Saved entries:
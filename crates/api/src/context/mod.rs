//! Application context - dependency injection container

use std::sync::Arc;

use hearth_core::{
    CalendarSyncService, HolidaySyncService, MealPlanService, ReminderDispatcher, SecretCipher,
};
use hearth_domain::{Config, HearthError, Result};
use hearth_infra::integrations::calendar::{
    AppleCalendarAdapter, CalDavClient, GoogleCalendarClient, GoogleEndpoints,
};
use hearth_infra::scheduling::{build_job_scheduler, CronScheduler, JobServices};
use hearth_infra::{
    AesSecretCipher, CalendarificClient, DbManager, HttpClient, SpoonacularClient,
    SqliteCalendarAccountRepository, SqliteCalendarEventRepository, SqliteHolidayRepository,
    SqliteMealPlanRepository, SqliteNotificationOutbox, SqliteReminderRepository,
    SqliteUserRepository,
};
use tokio::sync::Mutex;
use tracing::{info, warn};

use crate::utils::health::{ComponentHealth, HealthStatus};

/// Base URLs of the third-party APIs. Defaults are the production endpoints;
/// tests point them at local mock servers.
#[derive(Debug, Clone, Default)]
pub struct IntegrationEndpoints {
    pub google: Option<GoogleEndpoints>,
    pub spoonacular_base: Option<String>,
    pub calendarific_url: Option<String>,
}

/// Application context - holds all services and dependencies
pub struct AppContext {
    pub config: Config,
    pub db: Arc<DbManager>,
    pub cipher: Arc<AesSecretCipher>,
    pub users: Arc<SqliteUserRepository>,
    pub calendar: Arc<CalendarSyncService>,
    pub calendar_events: Arc<SqliteCalendarEventRepository>,
    pub holidays: Arc<HolidaySyncService>,
    pub meal_plans: Arc<MealPlanService>,
    pub reminders: Arc<ReminderDispatcher>,
    pub reminder_store: Arc<SqliteReminderRepository>,
    pub outbox: Arc<SqliteNotificationOutbox>,
    scheduler: Mutex<CronScheduler>,
}

impl AppContext {
    /// Create the context against the production endpoints.
    pub async fn new(config: Config) -> Result<Self> {
        Self::with_endpoints(config, IntegrationEndpoints::default()).await
    }

    /// Create the context, overriding integration base URLs.
    ///
    /// Opens the database, applies migrations and wires every repository,
    /// adapter and service. The scheduler is built but not started.
    pub async fn with_endpoints(config: Config, endpoints: IntegrationEndpoints) -> Result<Self> {
        let db = Arc::new(DbManager::from_config(&config.database)?);
        db.run_migrations()?;

        let cipher = Arc::new(AesSecretCipher::from_config(&config.security));
        if !cipher.is_configured() {
            warn!("TOKEN_ENCRYPTION_KEY not set; calendar credentials cannot be stored or read");
        }
        let dyn_cipher: Arc<dyn SecretCipher> = cipher.clone();

        let http = HttpClient::from_config(&config.http)?;

        // Repositories
        let users = Arc::new(SqliteUserRepository::new(db.clone()));
        let accounts = Arc::new(SqliteCalendarAccountRepository::new(db.clone()));
        let calendar_events = Arc::new(SqliteCalendarEventRepository::new(db.clone()));
        let holiday_store = Arc::new(SqliteHolidayRepository::new(db.clone()));
        let plans = Arc::new(SqliteMealPlanRepository::new(db.clone()));
        let reminder_store = Arc::new(SqliteReminderRepository::new(db.clone()));
        let outbox = Arc::new(SqliteNotificationOutbox::new(db.clone()));

        // Provider adapters
        let mut google =
            GoogleCalendarClient::new(http.clone(), config.google.clone(), dyn_cipher.clone());
        if let Some(google_endpoints) = endpoints.google {
            google = google.with_endpoints(google_endpoints);
        }
        let google = Arc::new(google);

        let caldav = CalDavClient::new(&config.apple.caldav_endpoint)?;
        let principal_resolver = Arc::new(caldav.clone());
        let apple = Arc::new(AppleCalendarAdapter::new(caldav, dyn_cipher.clone()));

        let mut spoonacular = SpoonacularClient::new(http.clone(), &config.spoonacular);
        if let Some(base) = endpoints.spoonacular_base {
            spoonacular = spoonacular.with_base_url(base);
        }
        let mut calendarific = CalendarificClient::new(http, &config.calendarific);
        if let Some(url) = endpoints.calendarific_url {
            calendarific = calendarific.with_url(url);
        }

        // Services
        let calendar = Arc::new(
            CalendarSyncService::new(accounts, calendar_events.clone(), dyn_cipher)
                .with_adapter(google.clone())
                .with_adapter(apple)
                .with_google(google, config.google.clone())
                .with_principal_resolver(principal_resolver),
        );
        let holidays = Arc::new(HolidaySyncService::new(
            holiday_store.clone(),
            calendar_events.clone(),
            users.clone(),
            Arc::new(calendarific),
        ));
        let meal_plans = Arc::new(MealPlanService::new(
            plans,
            holiday_store,
            users.clone(),
            Arc::new(spoonacular),
        ));
        let reminders = Arc::new(ReminderDispatcher::new(
            reminder_store.clone(),
            reminder_store.clone(),
            outbox.clone(),
        ));

        let scheduler = build_job_scheduler(
            &config.scheduler,
            JobServices {
                calendar: calendar.clone(),
                holidays: holidays.clone(),
                meals: meal_plans.clone(),
                reminders: reminders.clone(),
            },
        );

        info!(db_path = %db.path().display(), "Application context initialised");

        Ok(Self {
            config,
            db,
            cipher,
            users,
            calendar,
            calendar_events,
            holidays,
            meal_plans,
            reminders,
            reminder_store,
            outbox,
            scheduler: Mutex::new(scheduler),
        })
    }

    /// Start the background jobs unless disabled in configuration.
    ///
    /// Returns whether the scheduler is running afterwards.
    pub async fn start_scheduler(&self) -> Result<bool> {
        if !self.config.scheduler.enabled {
            info!("Scheduler disabled by configuration");
            return Ok(false);
        }

        let mut scheduler = self.scheduler.lock().await;
        scheduler.start().await.map_err(HearthError::from)?;
        info!(jobs = ?scheduler.job_names(), "Background jobs scheduled");
        Ok(true)
    }

    pub async fn scheduler_running(&self) -> bool {
        self.scheduler.lock().await.is_running()
    }

    /// Check the database and report which integrations are configured.
    pub async fn health_check(&self) -> HealthStatus {
        let mut status = HealthStatus::new()
            .add_component(self.check_database_health().await)
            .add_component(ComponentHealth::configured(
                "secret_codec",
                self.cipher.is_configured(),
                "TOKEN_ENCRYPTION_KEY",
            ))
            .add_component(ComponentHealth::configured(
                "google_oauth",
                self.config.google.credentials().is_some(),
                "GOOGLE_CLIENT_ID/GOOGLE_CLIENT_SECRET",
            ))
            .add_component(ComponentHealth::configured(
                "spoonacular",
                self.config.spoonacular.api_key.as_deref().is_some_and(|k| !k.is_empty()),
                "SPOONACULAR_API_KEY",
            ))
            .add_component(ComponentHealth::configured(
                "calendarific",
                self.config.calendarific.api_key.as_deref().is_some_and(|k| !k.is_empty()),
                "CALENDARIFIC_API_KEY",
            ));

        status.calculate_score();
        status
    }

    /// Runs the probe query on the blocking pool.
    async fn check_database_health(&self) -> ComponentHealth {
        let db = self.db.clone();
        match tokio::task::spawn_blocking(move || db.health_check()).await {
            Ok(Ok(())) => ComponentHealth::healthy("database"),
            Ok(Err(e)) => {
                warn!(error = %e, "database health check failed");
                ComponentHealth::unhealthy("database", format!("query failed: {e}"))
            }
            Err(e) => {
                tracing::error!(error = %e, "database health check task panicked");
                ComponentHealth::unhealthy("database", format!("task panic: {e}"))
            }
        }
    }

    /// Stop the background jobs. Safe to call when they never started.
    pub async fn shutdown(&self) -> Result<()> {
        info!("shutdown called on AppContext");

        let mut scheduler = self.scheduler.lock().await;
        if scheduler.is_running() {
            scheduler.stop().await.map_err(HearthError::from)?;
        }
        Ok(())
    }
}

▸ **Directions for this task**:
Copy out the entries. Change nothing.

▸ **Response**:
filename crates/api/src/context/mod.rs
//! Application context - dependency injection container

use std::sync::Arc;

use hearth_core::{
    CalendarSyncService, HolidaySyncService, MealPlanService, ReminderDispatcher, SecretCipher,
};
use hearth_domain::{Config, HearthError, Result};
use hearth_infra::integrations::calendar::{
    AppleCalendarAdapter, CalDavClient, GoogleCalendarClient, GoogleEndpoints,
};
use hearth_infra::scheduling::{build_job_scheduler, CronScheduler, JobServices};
use hearth_infra::{
    AesSecretCipher, CalendarificClient, DbManager, HttpClient, SpoonacularClient,
    SqliteCalendarAccountRepository, SqliteCalendarEventRepository, SqliteHolidayRepository,
    SqliteMealPlanRepository, SqliteNotificationOutbox, SqliteReminderRepository,
    SqliteUserRepository,
};
use tokio::sync::Mutex;
use tracing::{info, warn};

use crate::utils::health::{ComponentHealth, HealthStatus};

/// Base URLs of the third-party APIs. Defaults are the production endpoints;
/// tests point them at local mock servers.
#[derive(Debug, Clone, Default)]
pub struct IntegrationEndpoints {
    pub google: Option<GoogleEndpoints>,
    pub spoonacular_base: Option<String>,
    pub calendarific_url: Option<String>,
}

/// Application context - holds all services and dependencies
pub struct AppContext {
    pub config: Config,
    pub db: Arc<DbManager>,
    pub cipher: Arc<AesSecretCipher>,
    pub users: Arc<SqliteUserRepository>,
    pub calendar: Arc<CalendarSyncService>,
    pub calendar_events: Arc<SqliteCalendarEventRepository>,
    pub holidays: Arc<HolidaySyncService>,
    pub meal_plans: Arc<MealPlanService>,
    pub reminders: Arc<ReminderDispatcher>,
    pub reminder_store: Arc<SqliteReminderRepository>,
    pub outbox: Arc<SqliteNotificationOutbox>,
    scheduler: Mutex<CronScheduler>,
}

impl AppContext {
    /// Create the context against the production endpoints.
    pub async fn new(config: Config) -> Result<Self> {
        Self::with_endpoints(config, IntegrationEndpoints::default()).await
    }

    /// Create the context, overriding integration base URLs.
    ///
    /// Opens the database, applies migrations and wires every repository,
    /// adapter and service. The scheduler is built but not started.
    pub async fn with_endpoints(config: Config, endpoints: IntegrationEndpoints) -> Result<Self> {
        let db = Arc::new(DbManager::from_config(&config.database)?);
        db.run_migrations()?;

        let cipher = Arc::new(AesSecretCipher::from_config(&config.security));
        if !cipher.is_configured() {
            warn!("TOKEN_ENCRYPTION_KEY not set; calendar credentials cannot be stored or read");
        }
        let dyn_cipher: Arc<dyn SecretCipher> = cipher.clone();

        let http = HttpClient::from_config(&config.http)?;

        // Repositories
        let users = Arc::new(SqliteUserRepository::new(db.clone()));
        let accounts = Arc::new(SqliteCalendarAccountRepository::new(db.clone()));
        let calendar_events = Arc::new(SqliteCalendarEventRepository::new(db.clone()));
        let holiday_store = Arc::new(SqliteHolidayRepository::new(db.clone()));
        let plans = Arc::new(SqliteMealPlanRepository::new(db.clone()));
        let reminder_store = Arc::new(SqliteReminderRepository::new(db.clone()));
        let outbox = Arc::new(SqliteNotificationOutbox::new(db.clone()));

        // Provider adapters
        let mut google =
            GoogleCalendarClient::new(http.clone(), config.google.clone(), dyn_cipher.clone());
        if let Some(google_endpoints) = endpoints.google {
            google = google.with_endpoints(google_endpoints);
        }
        let google = Arc::new(google);

        let caldav = CalDavClient::new(&config.apple.caldav_endpoint)?;
        let principal_resolver = Arc::new(caldav.clone());
        let apple = Arc::new(AppleCalendarAdapter::new(caldav, dyn_cipher.clone()));

        let mut spoonacular = SpoonacularClient::new(http.clone(), &config.spoonacular);
        if let Some(base) = endpoints.spoonacular_base {
            spoonacular = spoonacular.with_base_url(base);
        }
        let mut calendarific = CalendarificClient::new(http, &config.calendarific);
        if let Some(url) = endpoints.calendarific_url {
            calendarific = calendarific.with_url(url);
        }

        // Services
        let calendar = Arc::new(
            CalendarSyncService::new(accounts, calendar_events.clone(), dyn_cipher)
                .with_adapter(google.clone())
                .with_adapter(apple)
                .with_google(google, config.google.clone())
                .with_principal_resolver(principal_resolver),
        );
        let holidays = Arc::new(HolidaySyncService::new(
            holiday_store.clone(),
            calendar_events.clone(),
            users.clone(),
            Arc::new(calendarific),
        ));
        let meal_plans = Arc::new(MealPlanService::new(
            plans,
            holiday_store,
            users.clone(),
            Arc::new(spoonacular),
        ));
        let reminders = Arc::new(ReminderDispatcher::new(
            reminder_store.clone(),
            reminder_store.clone(),
            outbox.clone(),
        ));

        let scheduler = build_job_scheduler(
            &config.scheduler,
            JobServices {
                calendar: calendar.clone(),
                holidays: holidays.clone(),
                meals: meal_plans.clone(),
                reminders: reminders.clone(),
            },
        );

        info!(db_path = %db.path().display(), "Application context initialised");

        Ok(Self {
            config,
            db,
            cipher,
            users,
            calendar,
            calendar_events,
            holidays,
            meal_plans,
            reminders,
            reminder_store,
            outbox,
            scheduler: Mutex::new(scheduler),
        })
    }

    /// Start the background jobs unless disabled in configuration.
    ///
    /// Returns whether the scheduler is running afterwards.
    pub async fn start_scheduler(&self) -> Result<bool> {
        if !self.config.scheduler.enabled {
            info!("Scheduler disabled by configuration");
            return Ok(false);
        }

        let mut scheduler = self.scheduler.lock().await;
        scheduler.start().await.map_err(HearthError::from)?;
        info!(jobs = ?scheduler.job_names(), "Background jobs scheduled");
        Ok(true)
    }

    pub async fn scheduler_running(&self) -> bool {
        self.scheduler.lock().await.is_running()
    }

    /// Check the database and report which integrations are configured.
    pub async fn health_check(&self) -> HealthStatus {
        let mut status = HealthStatus::new()
            .add_component(self.check_database_health().await)
            .add_component(ComponentHealth::configured(
                "secret_codec",
                self.cipher.is_configured(),
                "TOKEN_ENCRYPTION_KEY",
            ))
            .add_component(ComponentHealth::configured(
                "google_oauth",
                self.config.google.credentials().is_some(),
                "GOOGLE_CLIENT_ID/GOOGLE_CLIENT_SECRET",
            ))
            .add_component(ComponentHealth::configured(
                "spoonacular",
                self.config.spoonacular.api_key.as_deref().is_some_and(|k| !k.is_empty()),
                "SPOONACULAR_API_KEY",
            ))
            .add_component(ComponentHealth::configured(
                "calendarific",
                self.config.calendarific.api_key.as_deref().is_some_and(|k| !k.is_empty()),
                "CALENDARIFIC_API_KEY",
            ));

        status.calculate_score();
        status
    }

    /// Runs the probe query on the blocking pool.
    async fn check_database_health(&self) -> ComponentHealth {
        let db = self.db.clone();
        match tokio::task::spawn_blocking(move || db.health_check()).await {
            Ok(Ok(())) => ComponentHealth::healthy("database"),
            Ok(Err(e)) => {
                warn!(error = %e, "database health check failed");
                ComponentHealth::unhealthy("database", format!("query failed: {e}"))
            }
            Err(e) => {
                tracing::error!(error = %e, "database health check task panicked");
                ComponentHealth::unhealthy("database", format!("task panic: {e}"))
            }
        }
    }

    /// Stop the background jobs. Safe to call when they never started.
    pub async fn shutdown(&self) -> Result<()> {
        info!("shutdown called on AppContext");

        let mut scheduler = self.scheduler.lock().await;
        if scheduler.is_running() {
            scheduler.stop().await.map_err(HearthError::from)?;
        }
        Ok(())
    }
}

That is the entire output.